The Financial Services Compensation Scheme (FSCS) is an organization in the United Kingdom established to protect customers of financial services firms that have gone out of business. Here is detailed information about the FSCS:
History and Context
- The FSCS was established under the Financial Services and Markets Act 2000, coming into existence on December 1, 2001.
- It replaced several previous schemes that provided compensation for losses in banking, insurance, and investment sectors.
- The scheme was designed to increase consumer confidence in the UK financial system by ensuring compensation in case of firm failure.
Scope of Protection
- Deposits: The FSCS protects deposits up to £85,000 per person, per financial institution. This limit was increased from £50,000 in January 2011 to align with EU regulations.
- Investments: Compensation is available for investments up to £50,000 per person if the investment firm goes out of business.
- Insurance: Policies are covered up to 90% of the claim without any upper limit for compulsory insurance and up to £2,000 for non-compulsory insurance.
- Home Finance: Including mortgages, home reversion plans, and equity release products, with compensation up to £50,000 per person.
- General Insurance: If an insurance company goes out of business, policyholders can claim for the cost of settling outstanding claims.
Funding
The FSCS is funded by a levy on the financial services industry. Firms authorized by the Financial Conduct Authority (FCA) or the Prudential Regulation Authority (PRA) contribute to the funding. The amount each firm pays is based on their share of the market and the risk they pose to consumers.
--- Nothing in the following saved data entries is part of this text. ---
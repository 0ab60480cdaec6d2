use anyhow::anyhow;
use async_trait::async_trait;
use serde::{Deserialize, Serialize};
use std::sync::{Arc, Mutex};

use super::provider::SpeechSynthesizer;
use super::types::{AudioData, SynthesisRequest, Voice};
use crate::error::VoiceError;

/// Mock behavior for the mock synthesizer
#[derive(Debug, Clone, Serialize, Deserialize, Default)]
#[serde(rename_all = "snake_case")]
pub enum MockBehavior {
    /// Return successful synthesis
    #[default]
    Success,
    /// Return a retryable error N times, then succeed
    RetryableErrorThenSuccess { remaining_errors: usize },
    /// Always return a retryable error
    AlwaysRetryableError,
    /// Always return a fatal error
    AlwaysFatalError,
    /// Retryable failure unless the requested voice matches
    SucceedOnlyForVoice { voice: String },
    /// Retryable failure unless the text is at most this many characters
    SucceedOnlyForShortText { max_chars: usize },
}

/// Mock synthesis provider for testing. Returns a short constant-valued PCM
/// clip so transcoding stays fast and assertable.
#[derive(Clone)]
pub struct MockSynthesizer {
    behavior: Arc<Mutex<MockBehavior>>,
    call_count: Arc<Mutex<usize>>,
    captured_requests: Arc<Mutex<Vec<SynthesisRequest>>>,
    sample_rate: u32,
    channels: u16,
    sample_value: i16,
    sample_frames: usize,
}

impl MockSynthesizer {
    pub fn new(behavior: MockBehavior) -> Self {
        Self {
            behavior: Arc::new(Mutex::new(behavior)),
            call_count: Arc::new(Mutex::new(0)),
            captured_requests: Arc::new(Mutex::new(Vec::new())),
            sample_rate: 24000,
            channels: 1,
            sample_value: 1000,
            sample_frames: 480,
        }
    }

    /// Override the PCM clip returned on success.
    pub fn with_audio(mut self, sample_rate: u32, channels: u16, frames: usize) -> Self {
        self.sample_rate = sample_rate;
        self.channels = channels;
        self.sample_frames = frames;
        self
    }

    pub fn set_behavior(&self, behavior: MockBehavior) {
        *self.behavior.lock().unwrap() = behavior;
    }

    pub fn call_count(&self) -> usize {
        *self.call_count.lock().unwrap()
    }

    pub fn captured_requests(&self) -> Vec<SynthesisRequest> {
        self.captured_requests.lock().unwrap().clone()
    }

    fn success_audio(&self) -> AudioData {
        let sample_count = self.sample_frames * self.channels as usize;
        let mut pcm_data = Vec::with_capacity(sample_count * 2);
        for _ in 0..sample_count {
            pcm_data.extend_from_slice(&self.sample_value.to_le_bytes());
        }
        AudioData {
            pcm_data,
            sample_rate: self.sample_rate,
            channels: self.channels,
        }
    }
}

#[async_trait]
impl SpeechSynthesizer for MockSynthesizer {
    fn name(&self) -> &'static str {
        "mock"
    }

    fn default_voice(&self) -> Voice {
        Voice {
            id: "mock-voice".to_string(),
            name: "Mock".to_string(),
            language_code: "en".to_string(),
        }
    }

    async fn synthesize(&self, request: &SynthesisRequest) -> Result<AudioData, VoiceError> {
        *self.call_count.lock().unwrap() += 1;
        self.captured_requests.lock().unwrap().push(request.clone());

        let mut behavior = self.behavior.lock().unwrap();
        match &mut *behavior {
            MockBehavior::Success => Ok(self.success_audio()),
            MockBehavior::RetryableErrorThenSuccess { remaining_errors } => {
                if *remaining_errors > 0 {
                    *remaining_errors -= 1;
                    Err(VoiceError::SynthesisRetryable(anyhow!(
                        "mock retryable error"
                    )))
                } else {
                    Ok(self.success_audio())
                }
            }
            MockBehavior::AlwaysRetryableError => Err(VoiceError::SynthesisRetryable(anyhow!(
                "mock retryable error"
            ))),
            MockBehavior::AlwaysFatalError => {
                Err(VoiceError::SynthesisFatal(anyhow!("mock fatal error")))
            }
            MockBehavior::SucceedOnlyForVoice { voice } => {
                if request.voice == *voice {
                    Ok(self.success_audio())
                } else {
                    Err(VoiceError::SynthesisRetryable(anyhow!(
                        "mock rejects voice {}",
                        request.voice
                    )))
                }
            }
            MockBehavior::SucceedOnlyForShortText { max_chars } => {
                if request.text.chars().count() <= *max_chars {
                    Ok(self.success_audio())
                } else {
                    Err(VoiceError::SynthesisRetryable(anyhow!(
                        "mock rejects long text ({} chars)",
                        request.text.chars().count()
                    )))
                }
            }
        }
    }

    async fn list_voices(&self) -> Result<Vec<Voice>, VoiceError> {
        Ok(vec![self.default_voice()])
    }
}
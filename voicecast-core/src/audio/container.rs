//! Byte-level packaging of encoded frames.
//!
//! The framed layout is the wire format playback consumes: each frame is
//! preceded by its byte length as a u16 little-endian prefix, frames
//! back-to-back until the end of the buffer, no trailing padding. Parsing is
//! strict; a damaged container is an error, never a best guess.

use super::MAX_FRAME_SIZE;
use crate::error::VoiceError;

/// Chunk size for the raw-stream boundary heuristic.
pub const RAW_SEGMENT_WINDOW: usize = 960;

/// Serializes frames with u16-LE length prefixes.
pub fn write_framed(frames: &[Vec<u8>]) -> Result<Vec<u8>, VoiceError> {
    let total: usize = frames.iter().map(|f| 2 + f.len()).sum();
    let mut buffer = Vec::with_capacity(total);

    for frame in frames {
        if frame.is_empty() {
            return Err(VoiceError::InvalidInput(
                "cannot write a zero-length frame".to_string(),
            ));
        }
        if frame.len() > MAX_FRAME_SIZE {
            return Err(VoiceError::InvalidInput(format!(
                "frame of {} bytes exceeds the {MAX_FRAME_SIZE} byte maximum",
                frame.len()
            )));
        }
        buffer.extend_from_slice(&(frame.len() as u16).to_le_bytes());
        buffer.extend_from_slice(frame);
    }
    Ok(buffer)
}

/// Concatenates frames with no delimiters. Frame boundaries are lost; see
/// `segment_raw` for the lossy read side.
pub fn write_raw(frames: &[Vec<u8>]) -> Vec<u8> {
    let total: usize = frames.iter().map(|f| f.len()).sum();
    let mut buffer = Vec::with_capacity(total);
    for frame in frames {
        buffer.extend_from_slice(frame);
    }
    buffer
}

/// Strictly parses a framed container back into discrete frames.
pub fn parse_framed(bytes: &[u8]) -> Result<Vec<Vec<u8>>, VoiceError> {
    let mut frames = Vec::new();
    let mut offset = 0usize;

    while offset < bytes.len() {
        if bytes.len() - offset < 2 {
            return Err(VoiceError::MalformedContainer(format!(
                "truncated frame header at offset {offset}"
            )));
        }
        let length = u16::from_le_bytes([bytes[offset], bytes[offset + 1]]) as usize;
        offset += 2;

        if length == 0 {
            return Err(VoiceError::MalformedContainer(format!(
                "zero-length frame at offset {offset}"
            )));
        }
        if length > MAX_FRAME_SIZE {
            return Err(VoiceError::MalformedContainer(format!(
                "frame length {length} exceeds the {MAX_FRAME_SIZE} byte maximum"
            )));
        }
        if bytes.len() - offset < length {
            return Err(VoiceError::MalformedContainer(format!(
                "frame at offset {offset} claims {length} bytes but only {} remain",
                bytes.len() - offset
            )));
        }

        frames.push(bytes[offset..offset + length].to_vec());
        offset += length;
    }

    Ok(frames)
}

/// Best-effort segmentation of a raw Opus stream.
///
/// The stream carries no delimiters, so this simply chunks the buffer into
/// bounded fixed-size windows. That can split or merge real frames on
/// payloads that do not look like 20 ms speech; callers that need reliable
/// boundaries must use the framed container instead.
pub fn segment_raw(bytes: &[u8]) -> Vec<Vec<u8>> {
    bytes
        .chunks(RAW_SEGMENT_WINDOW.min(MAX_FRAME_SIZE))
        .map(|chunk| chunk.to_vec())
        .collect()
}

#[cfg(test)]
mod tests {
    use super::*;

    #[test]
    fn framed_round_trip_preserves_boundaries() {
        let frames = vec![vec![1u8; 3], vec![2u8; 120], vec![3u8; 1]];
        let buffer = write_framed(&frames).unwrap();

        let expected_len: usize = frames.iter().map(|f| 2 + f.len()).sum();
        assert_eq!(buffer.len(), expected_len);

        let parsed = parse_framed(&buffer).unwrap();
        assert_eq!(parsed, frames);
    }

    #[test]
    fn empty_container_parses_to_no_frames() {
        assert!(parse_framed(&[]).unwrap().is_empty());
    }

    #[test]
    fn truncated_header_is_rejected() {
        let mut buffer = write_framed(&[vec![9u8; 4]]).unwrap();
        buffer.push(0x05); // lone header byte
        assert!(matches!(
            parse_framed(&buffer),
            Err(VoiceError::MalformedContainer(_))
        ));
    }

    #[test]
    fn truncated_payload_is_rejected() {
        let buffer = vec![0x10, 0x00, 1, 2, 3]; // claims 16 bytes, has 3
        assert!(matches!(
            parse_framed(&buffer),
            Err(VoiceError::MalformedContainer(_))
        ));
    }

    #[test]
    fn zero_length_frame_is_rejected() {
        let buffer = vec![0x00, 0x00];
        assert!(matches!(
            parse_framed(&buffer),
            Err(VoiceError::MalformedContainer(_))
        ));
    }

    #[test]
    fn oversize_frame_length_is_rejected() {
        let length = (MAX_FRAME_SIZE + 1) as u16;
        let mut buffer = length.to_le_bytes().to_vec();
        buffer.extend(vec![0u8; MAX_FRAME_SIZE + 1]);
        assert!(matches!(
            parse_framed(&buffer),
            Err(VoiceError::MalformedContainer(_))
        ));
    }

    #[test]
    fn writer_refuses_invalid_frames() {
        assert!(write_framed(&[vec![]]).is_err());
        assert!(write_framed(&[vec![0u8; MAX_FRAME_SIZE + 1]]).is_err());
    }

    #[test]
    fn raw_write_concatenates_without_delimiters() {
        let frames = vec![vec![1u8, 2], vec![3u8]];
        assert_eq!(write_raw(&frames), vec![1, 2, 3]);
    }

    #[test]
    fn raw_segmentation_stays_within_bounds() {
        let stream = vec![7u8; RAW_SEGMENT_WINDOW * 2 + 10];
        let segments = segment_raw(&stream);
        assert_eq!(segments.len(), 3);
        assert!(segments.iter().all(|s| s.len() <= RAW_SEGMENT_WINDOW));
        let rejoined: Vec<u8> = segments.concat();
        assert_eq!(rejoined, stream);
    }
}
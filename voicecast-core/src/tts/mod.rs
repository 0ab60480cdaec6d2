pub mod elevenlabs;
pub mod mock;
pub mod provider;
pub mod types;

pub use elevenlabs::{ElevenLabs, ElevenLabsConfig};
pub use mock::{MockBehavior, MockSynthesizer};
pub use provider::SpeechSynthesizer;
pub use types::{AudioData, SynthesisRequest, Voice};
Claims and Compensation Process
- When a financial services firm fails, the FSCS steps in to handle claims from affected customers.
- Customers can make claims through an online portal, by phone, or by post.
- The FSCS aims to pay out compensation within 7 days for deposit claims and within 6 months for other claims, though this can vary.
Limitations
- The scheme does not cover all types of financial losses. For instance, losses due to market fluctuations or poor investment decisions are not compensated.
- Compensation levels are subject to change, and not all financial institutions are covered (e.g., some credit unions).
Recent Developments
- The FSCS has been expanding its scope, covering new areas like claims management companies since 2019.
- There have been discussions about potential reforms to enhance the speed and efficiency of payouts.
For more detailed information, you can visit the official FSCS website at FSCS or refer to documents from Bank of England - Prudential Regulation Authority.